### REQUIRED WORK
When you reach the entries, transcribe each one exactly.

*** Opening DATASET ENTRIES ***

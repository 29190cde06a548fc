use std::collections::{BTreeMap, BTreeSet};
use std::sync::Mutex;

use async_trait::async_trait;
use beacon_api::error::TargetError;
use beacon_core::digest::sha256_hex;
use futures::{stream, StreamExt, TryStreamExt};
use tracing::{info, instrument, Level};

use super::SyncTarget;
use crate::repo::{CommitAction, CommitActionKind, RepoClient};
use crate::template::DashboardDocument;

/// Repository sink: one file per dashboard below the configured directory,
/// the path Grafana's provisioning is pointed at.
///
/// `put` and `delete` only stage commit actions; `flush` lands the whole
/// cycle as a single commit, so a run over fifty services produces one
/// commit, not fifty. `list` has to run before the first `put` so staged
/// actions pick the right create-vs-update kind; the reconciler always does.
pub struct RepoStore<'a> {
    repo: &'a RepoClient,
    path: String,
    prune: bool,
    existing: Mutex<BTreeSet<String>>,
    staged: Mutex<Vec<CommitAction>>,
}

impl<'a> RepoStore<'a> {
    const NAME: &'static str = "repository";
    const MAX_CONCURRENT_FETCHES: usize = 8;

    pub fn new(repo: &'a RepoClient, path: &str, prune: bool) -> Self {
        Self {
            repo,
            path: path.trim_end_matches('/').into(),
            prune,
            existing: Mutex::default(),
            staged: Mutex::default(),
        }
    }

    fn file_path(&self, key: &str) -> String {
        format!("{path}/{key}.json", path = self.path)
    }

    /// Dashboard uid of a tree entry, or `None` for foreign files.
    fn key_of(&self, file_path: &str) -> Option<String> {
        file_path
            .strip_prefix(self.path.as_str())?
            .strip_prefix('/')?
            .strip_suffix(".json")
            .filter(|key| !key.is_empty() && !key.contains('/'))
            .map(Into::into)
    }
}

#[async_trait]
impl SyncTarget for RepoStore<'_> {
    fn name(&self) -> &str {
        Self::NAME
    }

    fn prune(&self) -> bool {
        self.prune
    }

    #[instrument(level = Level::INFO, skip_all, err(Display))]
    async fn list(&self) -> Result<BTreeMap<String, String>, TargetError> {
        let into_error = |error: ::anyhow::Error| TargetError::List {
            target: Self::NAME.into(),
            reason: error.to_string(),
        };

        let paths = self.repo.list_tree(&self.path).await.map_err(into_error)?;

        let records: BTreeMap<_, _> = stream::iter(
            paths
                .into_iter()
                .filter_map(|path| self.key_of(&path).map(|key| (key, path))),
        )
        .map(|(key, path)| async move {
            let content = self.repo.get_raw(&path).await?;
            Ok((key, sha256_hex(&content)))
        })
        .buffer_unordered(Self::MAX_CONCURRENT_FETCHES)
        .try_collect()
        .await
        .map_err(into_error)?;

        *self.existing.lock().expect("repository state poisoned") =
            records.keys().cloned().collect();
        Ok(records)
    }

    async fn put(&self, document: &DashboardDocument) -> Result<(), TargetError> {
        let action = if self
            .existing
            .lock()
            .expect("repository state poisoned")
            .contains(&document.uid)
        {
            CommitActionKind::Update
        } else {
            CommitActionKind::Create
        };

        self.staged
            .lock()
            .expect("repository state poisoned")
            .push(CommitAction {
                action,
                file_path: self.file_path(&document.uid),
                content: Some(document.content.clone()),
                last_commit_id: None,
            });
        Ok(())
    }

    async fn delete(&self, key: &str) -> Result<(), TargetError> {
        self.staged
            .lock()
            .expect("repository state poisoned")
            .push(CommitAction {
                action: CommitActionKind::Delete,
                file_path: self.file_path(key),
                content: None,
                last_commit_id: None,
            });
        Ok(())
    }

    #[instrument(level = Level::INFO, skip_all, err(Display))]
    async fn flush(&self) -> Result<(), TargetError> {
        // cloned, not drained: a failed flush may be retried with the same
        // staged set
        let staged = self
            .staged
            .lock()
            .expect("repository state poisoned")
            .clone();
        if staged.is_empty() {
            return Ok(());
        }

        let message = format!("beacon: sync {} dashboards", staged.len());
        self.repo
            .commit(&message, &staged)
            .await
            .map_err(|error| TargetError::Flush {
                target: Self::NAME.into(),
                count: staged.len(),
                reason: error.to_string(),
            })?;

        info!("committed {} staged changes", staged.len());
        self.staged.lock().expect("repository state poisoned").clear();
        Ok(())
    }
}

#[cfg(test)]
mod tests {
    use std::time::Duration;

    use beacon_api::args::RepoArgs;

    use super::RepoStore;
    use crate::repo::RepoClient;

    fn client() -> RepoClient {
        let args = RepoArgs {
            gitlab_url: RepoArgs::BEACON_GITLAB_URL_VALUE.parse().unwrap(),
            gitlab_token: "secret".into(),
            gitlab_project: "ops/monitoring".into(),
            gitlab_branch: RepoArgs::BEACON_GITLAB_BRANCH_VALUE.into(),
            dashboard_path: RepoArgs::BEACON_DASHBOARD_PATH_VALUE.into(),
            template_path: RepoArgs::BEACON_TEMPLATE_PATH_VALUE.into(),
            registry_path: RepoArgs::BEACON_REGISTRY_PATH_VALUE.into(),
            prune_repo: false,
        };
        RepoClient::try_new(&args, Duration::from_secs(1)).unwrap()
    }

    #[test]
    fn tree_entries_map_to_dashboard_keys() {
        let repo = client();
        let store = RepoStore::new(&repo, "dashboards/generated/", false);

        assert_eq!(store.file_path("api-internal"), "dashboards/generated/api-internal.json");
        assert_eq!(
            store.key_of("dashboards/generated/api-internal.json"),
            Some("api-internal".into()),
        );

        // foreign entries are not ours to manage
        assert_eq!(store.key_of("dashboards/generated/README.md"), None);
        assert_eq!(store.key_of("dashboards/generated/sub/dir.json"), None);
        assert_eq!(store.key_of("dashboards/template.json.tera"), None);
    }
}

*** Closing DATASET ENTRIES ***

### RESPONSE
repository 29190cde06a548fc
use std::collections::{BTreeMap, BTreeSet};
use std::sync::Mutex;

use async_trait::async_trait;
use beacon_api::error::TargetError;
use beacon_core::digest::sha256_hex;
use futures::{stream, StreamExt, TryStreamExt};
use tracing::{info, instrument, Level};

use super::SyncTarget;
use crate::repo::{CommitAction, CommitActionKind, RepoClient};
use crate::template::DashboardDocument;

/// Repository sink: one file per dashboard below the configured directory,
/// the path Grafana's provisioning is pointed at.
///
/// `put` and `delete` only stage commit actions; `flush` lands the whole
/// cycle as a single commit, so a run over fifty services produces one
/// commit, not fifty. `list` has to run before the first `put` so staged
/// actions pick the right create-vs-update kind; the reconciler always does.
pub struct RepoStore<'a> {
    repo: &'a RepoClient,
    path: String,
    prune: bool,
    existing: Mutex<BTreeSet<String>>,
    staged: Mutex<Vec<CommitAction>>,
}

impl<'a> RepoStore<'a> {
    const NAME: &'static str = "repository";
    const MAX_CONCURRENT_FETCHES: usize = 8;

    pub fn new(repo: &'a RepoClient, path: &str, prune: bool) -> Self {
        Self {
            repo,
            path: path.trim_end_matches('/').into(),
            prune,
            existing: Mutex::default(),
            staged: Mutex::default(),
        }
    }

    fn file_path(&self, key: &str) -> String {
        format!("{path}/{key}.json", path = self.path)
    }

    /// Dashboard uid of a tree entry, or `None` for foreign files.
    fn key_of(&self, file_path: &str) -> Option<String> {
        file_path
            .strip_prefix(self.path.as_str())?
            .strip_prefix('/')?
            .strip_suffix(".json")
            .filter(|key| !key.is_empty() && !key.contains('/'))
            .map(Into::into)
    }
}

#[async_trait]
impl SyncTarget for RepoStore<'_> {
    fn name(&self) -> &str {
        Self::NAME
    }

    fn prune(&self) -> bool {
        self.prune
    }

    #[instrument(level = Level::INFO, skip_all, err(Display))]
    async fn list(&self) -> Result<BTreeMap<String, String>, TargetError> {
        let into_error = |error: ::anyhow::Error| TargetError::List {
            target: Self::NAME.into(),
            reason: error.to_string(),
        };

        let paths = self.repo.list_tree(&self.path).await.map_err(into_error)?;

        let records: BTreeMap<_, _> = stream::iter(
            paths
                .into_iter()
                .filter_map(|path| self.key_of(&path).map(|key| (key, path))),
        )
        .map(|(key, path)| async move {
            let content = self.repo.get_raw(&path).await?;
            Ok((key, sha256_hex(&content)))
        })
        .buffer_unordered(Self::MAX_CONCURRENT_FETCHES)
        .try_collect()
        .await
        .map_err(into_error)?;

        *self.existing.lock().expect("repository state poisoned") =
            records.keys().cloned().collect();
        Ok(records)
    }

    async fn put(&self, document: &DashboardDocument) -> Result<(), TargetError> {
        let action = if self
            .existing
            .lock()
            .expect("repository state poisoned")
            .contains(&document.uid)
        {
            CommitActionKind::Update
        } else {
            CommitActionKind::Create
        };

        self.staged
            .lock()
            .expect("repository state poisoned")
            .push(CommitAction {
                action,
                file_path: self.file_path(&document.uid),
                content: Some(document.content.clone()),
                last_commit_id: None,
            });
        Ok(())
    }

    async fn delete(&self, key: &str) -> Result<(), TargetError> {
        self.staged
            .lock()
            .expect("repository state poisoned")
            .push(CommitAction {
                action: CommitActionKind::Delete,
                file_path: self.file_path(key),
                content: None,
                last_commit_id: None,
            });
        Ok(())
    }

    #[instrument(level = Level::INFO, skip_all, err(Display))]
    async fn flush(&self) -> Result<(), TargetError> {
        // cloned, not drained: a failed flush may be retried with the same
        // staged set
        let staged = self
            .staged
            .lock()
            .expect("repository state poisoned")
            .clone();
        if staged.is_empty() {
            return Ok(());
        }

        let message = format!("beacon: sync {} dashboards", staged.len());
        self.repo
            .commit(&message, &staged)
            .await
            .map_err(|error| TargetError::Flush {
                target: Self::NAME.into(),
                count: staged.len(),
                reason: error.to_string(),
            })?;

        info!("committed {} staged changes", staged.len());
        self.staged.lock().expect("repository state poisoned").clear();
        Ok(())
    }
}

#[cfg(test)]
mod tests {
    use std::time::Duration;

    use beacon_api::args::RepoArgs;

    use super::RepoStore;
    use crate::repo::RepoClient;

    fn client() -> RepoClient {
        let args = RepoArgs {
            gitlab_url: RepoArgs::BEACON_GITLAB_URL_VALUE.parse().unwrap(),
            gitlab_token: "secret".into(),
            gitlab_project: "ops/monitoring".into(),
            gitlab_branch: RepoArgs::BEACON_GITLAB_BRANCH_VALUE.into(),
            dashboard_path: RepoArgs::BEACON_DASHBOARD_PATH_VALUE.into(),
            template_path: RepoArgs::BEACON_TEMPLATE_PATH_VALUE.into(),
            registry_path: RepoArgs::BEACON_REGISTRY_PATH_VALUE.into(),
            prune_repo: false,
        };
        RepoClient::try_new(&args, Duration::from_secs(1)).unwrap()
    }

    #[test]
    fn tree_entries_map_to_dashboard_keys() {
        let repo = client();
        let store = RepoStore::new(&repo, "dashboards/generated/", false);

        assert_eq!(store.file_path("api-internal"), "dashboards/generated/api-internal.json");
        assert_eq!(
            store.key_of("dashboards/generated/api-internal.json"),
            Some("api-internal".into()),
        );

        // foreign entries are not ours to manage
        assert_eq!(store.key_of("dashboards/generated/README.md"), None);
        assert_eq!(store.key_of("dashboards/generated/sub/dir.json"), None);
        assert_eq!(store.key_of("dashboards/template.json.tera"), None);
    }
}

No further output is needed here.